The researchers report today in Cell that after 6 weeks of daily injections of sperm JQ1 The numbers of animals was reduced by almost 0%. Only 5% of the remaining spermatozoa were able to swim correctly, compared to 85% of the spermatozoa in the control mice. After 3 months of treatment, none of the mice were able to produce offspring, although their sexual behavior was normal. The compound had no apparent effect on the production of testosterone and other hormones produced by the testicles. Researchers have also shown that the effect is reversible. One or two months after stopping treatment, all the mice were again able to father as many smaller than control mice and testicular size and sperm of animals counts returned to normal levels between 1 and 3 months after stopping treatment. The treatment did not cause obvious side effects in mice, and the offspring of treated animals revealed no abnormalities.
The compound appears to target sperm development both before and after meiosis, the special cell division that form sperm and eggs, said Matzuk. This means that fewer sperm precursor cells in the testicles, and some of those who go to produce functional sperm.
Bradner, father of twins 18 months, jokes that he took "one gram per day" JQ1 recently. But he and Matzuk caution that researchers need to find a new compound that interacts with only testicular BRDT protein and has no impact BRD4 or related proteins that are present in most cells of the body, before clinical trials can begin. "We need one which is extraordinarily specific" Bradner said. Matzuk said that the crystal structure of BRDT interacting with JQ1, which colleagues from the University of Oxford have developed, will provide valuable clues.

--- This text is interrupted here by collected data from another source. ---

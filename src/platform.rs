use std::fmt;

/// Operating system family, used as the index into an entry's installed paths.
#[derive(Debug, Clone, Copy, PartialEq, Eq)]
pub enum Platform {
    /// macOS; installed paths at index 0.
    MacOs,
    /// Linux; installed paths at index 1.
    Linux,
    /// Anything else; index 2, which usually falls back to the last path.
    Other,
}

impl fmt::Display for Platform {
    fn fmt(&self, f: &mut fmt::Formatter<'_>) -> fmt::Result {
        match self {
            Self::MacOs => write!(f, "macos"),
            Self::Linux => write!(f, "linux"),
            Self::Other => write!(f, "other"),
        }
    }
}

impl Platform {
    /// Detect the current platform.
    #[must_use]
    pub const fn detect() -> Self {
        if cfg!(target_os = "macos") {
            Self::MacOs
        } else if cfg!(target_os = "linux") {
            Self::Linux
        } else {
            Self::Other
        }
    }

    /// Position of this platform's path in an entry's installed-path list.
    #[must_use]
    pub const fn index(self) -> usize {
        match self {
            Self::MacOs => 0,
            Self::Linux => 1,
            Self::Other => 2,
        }
    }
}
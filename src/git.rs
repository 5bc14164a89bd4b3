//! Source-control gateway: thin wrappers over the `git` CLI.
//!
//! Every call runs with its working directory set to the repository and
//! `LC_ALL=C`, so the output markers matched here do not depend on the
//! user's locale.
use std::path::Path;

use crate::error::{SyncError, UNSTAGED_MARKER};
use crate::exec::{ExecResult, Executor};

const GIT: &str = "git";
const GIT_ENV: &[(&str, &str)] = &[("LC_ALL", "C")];

/// Printed by `git pull` when there is nothing new upstream.
pub const UP_TO_DATE_MARKER: &str = "Already up to date";

const NO_LOCAL_CHANGES: &str = "No local changes to save";
const NOTHING_TO_COMMIT: &str = "nothing to commit";

/// Branch pushed to on `origin`.
pub const BRANCH: &str = "main";

/// Outcome of [`commit`].
#[derive(Debug, Clone, PartialEq, Eq)]
pub enum CommitOutcome {
    /// A commit was created.
    Committed(ExecResult),
    /// The index had no changes; no commit was created.
    NothingToCommit,
}

/// Outcome of [`sync`].
#[derive(Debug)]
pub struct SyncReport {
    /// Whether local changes were stashed before the pull.
    pub stashed: bool,
    /// Result of `git pull --rebase`.
    pub pull: Result<ExecResult, SyncError>,
    /// Failures of the stash bookkeeping around the pull.
    pub warnings: Vec<SyncError>,
}

fn ensure_repo(repo: &Path) -> Result<(), SyncError> {
    if repo.is_dir() {
        Ok(())
    } else {
        Err(SyncError::PathMissing {
            path: repo.to_path_buf(),
        })
    }
}

fn git(exec: &dyn Executor, repo: &Path, args: &[&str]) -> Result<ExecResult, SyncError> {
    ensure_repo(repo)?;
    exec.run_in_with_env(repo, GIT, args, GIT_ENV)
}

/// Raw `git status` output, whatever the exit status.
///
/// # Errors
///
/// [`SyncError::PathMissing`] if `repo` does not exist, or
/// [`SyncError::Spawn`] if git cannot be started.
pub fn status_output(exec: &dyn Executor, repo: &Path) -> Result<ExecResult, SyncError> {
    ensure_repo(repo)?;
    exec.run_unchecked_in(repo, GIT, &["status"], GIT_ENV)
}

/// Run `git status` and classify the working tree.
///
/// Untracked files and staged changes do not count as dirty here; only
/// tracked files with unstaged edits do, since a rebasing pull copes with
/// the rest.
///
/// # Errors
///
/// [`SyncError::DirtyTree`] if tracked files have unstaged modifications;
/// otherwise any error from running git.
pub fn status(exec: &dyn Executor, repo: &Path) -> Result<ExecResult, SyncError> {
    let result = git(exec, repo, &["status"])?;
    if result.stdout.contains(UNSTAGED_MARKER) {
        return Err(SyncError::DirtyTree {
            repo: repo.to_path_buf(),
        });
    }
    Ok(result)
}

/// `git pull --rebase`.
///
/// # Errors
///
/// [`SyncError::CommandFailed`] when git refuses, e.g. "Your index contains
/// uncommitted changes".
pub fn pull(exec: &dyn Executor, repo: &Path) -> Result<ExecResult, SyncError> {
    git(exec, repo, &["pull", "--rebase"])
}

/// Stash local changes, pull with rebase, then restore the stash.
///
/// The restore runs even when the pull fails. The stash is only cleared
/// after a successful `git stash apply`, so conflicting changes stay
/// recoverable.
#[must_use]
pub fn sync(exec: &dyn Executor, repo: &Path) -> SyncReport {
    let mut warnings = Vec::new();

    let stashed = match git(exec, repo, &["stash"]) {
        Ok(r) => !r.stdout.contains(NO_LOCAL_CHANGES),
        Err(e) => {
            warnings.push(e);
            false
        }
    };

    let pulled = pull(exec, repo);

    if stashed {
        match git(exec, repo, &["stash", "apply"]) {
            Ok(_) => {
                if let Err(e) = git(exec, repo, &["stash", "clear"]) {
                    warnings.push(e);
                }
            }
            Err(e) => warnings.push(e),
        }
    }

    SyncReport {
        stashed,
        pull: pulled,
        warnings,
    }
}

/// `git add .`
///
/// # Errors
///
/// Any error from running git.
pub fn add_all(exec: &dyn Executor, repo: &Path) -> Result<ExecResult, SyncError> {
    git(exec, repo, &["add", "."])
}

/// `git commit -m <message>`.
///
/// # Errors
///
/// [`SyncError::CommandFailed`] for failures other than an empty index.
pub fn commit(exec: &dyn Executor, repo: &Path, message: &str) -> Result<CommitOutcome, SyncError> {
    ensure_repo(repo)?;
    let args = ["commit", "-m", message];
    let result = exec.run_unchecked_in(repo, GIT, &args, GIT_ENV)?;
    if result.success {
        return Ok(CommitOutcome::Committed(result));
    }
    if result.stdout.contains(NOTHING_TO_COMMIT) {
        return Ok(CommitOutcome::NothingToCommit);
    }
    Err(SyncError::CommandFailed {
        command: crate::exec::command_line(GIT, &args),
        code: result.code,
        stdout: result.stdout,
        stderr: result.stderr,
    })
}

/// `git push -u origin main`.
///
/// # Errors
///
/// Any error from running git.
pub fn push(exec: &dyn Executor, repo: &Path) -> Result<ExecResult, SyncError> {
    git(exec, repo, &["push", "-u", "origin", BRANCH])
}

#[cfg(test)]
#[allow(clippy::expect_used, clippy::unwrap_used)]
mod tests {
    use super::*;
    use crate::exec::test_helpers::MockExecutor;

    fn repo() -> tempfile::TempDir {
        tempfile::tempdir().unwrap()
    }

    #[test]
    fn status_clean_tree_is_ok() {
        let dir = repo();
        let exec = MockExecutor::with_responses(vec![(
            true,
            "On branch main\nnothing to commit, working tree clean\n",
        )]);
        let out = status(&exec, dir.path()).unwrap();
        assert!(out.stdout.contains("working tree clean"));
        assert_eq!(exec.calls(), ["git status"]);
    }

    #[test]
    fn status_unstaged_change_is_dirty() {
        let dir = repo();
        let exec = MockExecutor::with_responses(vec![(
            true,
            "On branch main\nChanges not staged for commit:\n\tmodified:   README.md\n",
        )]);
        let err = status(&exec, dir.path()).unwrap_err();
        assert!(matches!(err, SyncError::DirtyTree { .. }), "{err:?}");
        assert!(err.to_string().contains(UNSTAGED_MARKER));
    }

    #[test]
    fn status_missing_repo_is_path_missing() {
        let dir = repo();
        let missing = dir.path().join("nope");
        let exec = MockExecutor::new();
        let err = status(&exec, &missing).unwrap_err();
        assert!(matches!(err, SyncError::PathMissing { .. }), "{err:?}");
        assert!(exec.calls().is_empty(), "git must not run");
    }

    #[test]
    fn sync_with_changes_stashes_and_restores() {
        let dir = repo();
        let exec = MockExecutor::with_responses(vec![
            (true, "Saved working directory and index state WIP on main"),
            (true, "Already up to date."),
            (true, ""),
            (true, ""),
        ]);
        let report = sync(&exec, dir.path());
        assert!(report.stashed);
        assert!(report.pull.is_ok());
        assert!(report.warnings.is_empty());
        assert_eq!(exec.calls(), [
            "git stash",
            "git pull --rebase",
            "git stash apply",
            "git stash clear",
        ]);
    }

    #[test]
    fn sync_clean_tree_skips_restore() {
        let dir = repo();
        let exec = MockExecutor::with_responses(vec![
            (true, "No local changes to save"),
            (true, "Already up to date."),
        ]);
        let report = sync(&exec, dir.path());
        assert!(!report.stashed);
        assert_eq!(exec.calls(), ["git stash", "git pull --rebase"]);
    }

    #[test]
    fn sync_restores_after_failed_pull() {
        let dir = repo();
        let exec = MockExecutor::with_responses(vec![
            (true, "Saved working directory"),
            (false, "fatal: couldn't find remote ref"),
            (true, ""),
            (true, ""),
        ]);
        let report = sync(&exec, dir.path());
        assert!(report.pull.is_err());
        assert_eq!(exec.calls().len(), 4, "restore runs after a failed pull");
    }

    #[test]
    fn sync_keeps_stash_when_apply_fails() {
        let dir = repo();
        let exec = MockExecutor::with_responses(vec![
            (true, "Saved working directory"),
            (true, "Already up to date."),
            (false, "CONFLICT"),
        ]);
        let report = sync(&exec, dir.path());
        assert_eq!(report.warnings.len(), 1);
        assert!(
            !exec.calls().iter().any(|c| c == "git stash clear"),
            "stash must not be cleared after a failed apply"
        );
    }

    #[test]
    fn commit_nothing_to_commit() {
        let dir = repo();
        let exec = MockExecutor::with_responses(vec![(
            false,
            "On branch main\nnothing to commit, working tree clean\n",
        )]);
        let outcome = commit(&exec, dir.path(), "Sync configs").unwrap();
        assert_eq!(outcome, CommitOutcome::NothingToCommit);
        assert_eq!(exec.calls(), ["git commit -m Sync configs"]);
    }

    #[test]
    fn commit_other_failure_is_error() {
        let dir = repo();
        let exec = MockExecutor::with_responses(vec![(false, "")]);
        let err = commit(&exec, dir.path(), "msg").unwrap_err();
        assert!(matches!(err, SyncError::CommandFailed { .. }), "{err:?}");
    }

    #[test]
    fn push_targets_origin_main() {
        let dir = repo();
        let exec = MockExecutor::new();
        push(&exec, dir.path()).unwrap();
        add_all(&exec, dir.path()).unwrap();
        assert_eq!(exec.calls(), ["git push -u origin main", "git add ."]);
    }
}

Debra Wolgemuth, a reproduction biologist at Columbia University Medical Center, who studied BRDT, agrees. "If you take the healthy people in their twenties and giving them a drug, you want to be very sure that this does not affect anything else," she said. "The bar for safety and efficiency is as high as you can get." She and her colleagues tested compounds that disrupt vitamin A metabolism, which have also shown promise as male contraceptives. However, she noted that mouse lives are not sufficient to test the possible long-term effects of drugs that people might want to be able to take decades. primate experiments, meanwhile, are prohibitive, and funding is scarce. "I am very excited when new developments come along a field that has been terribly neglected for too long," she said. "The more goals we pursue, the better."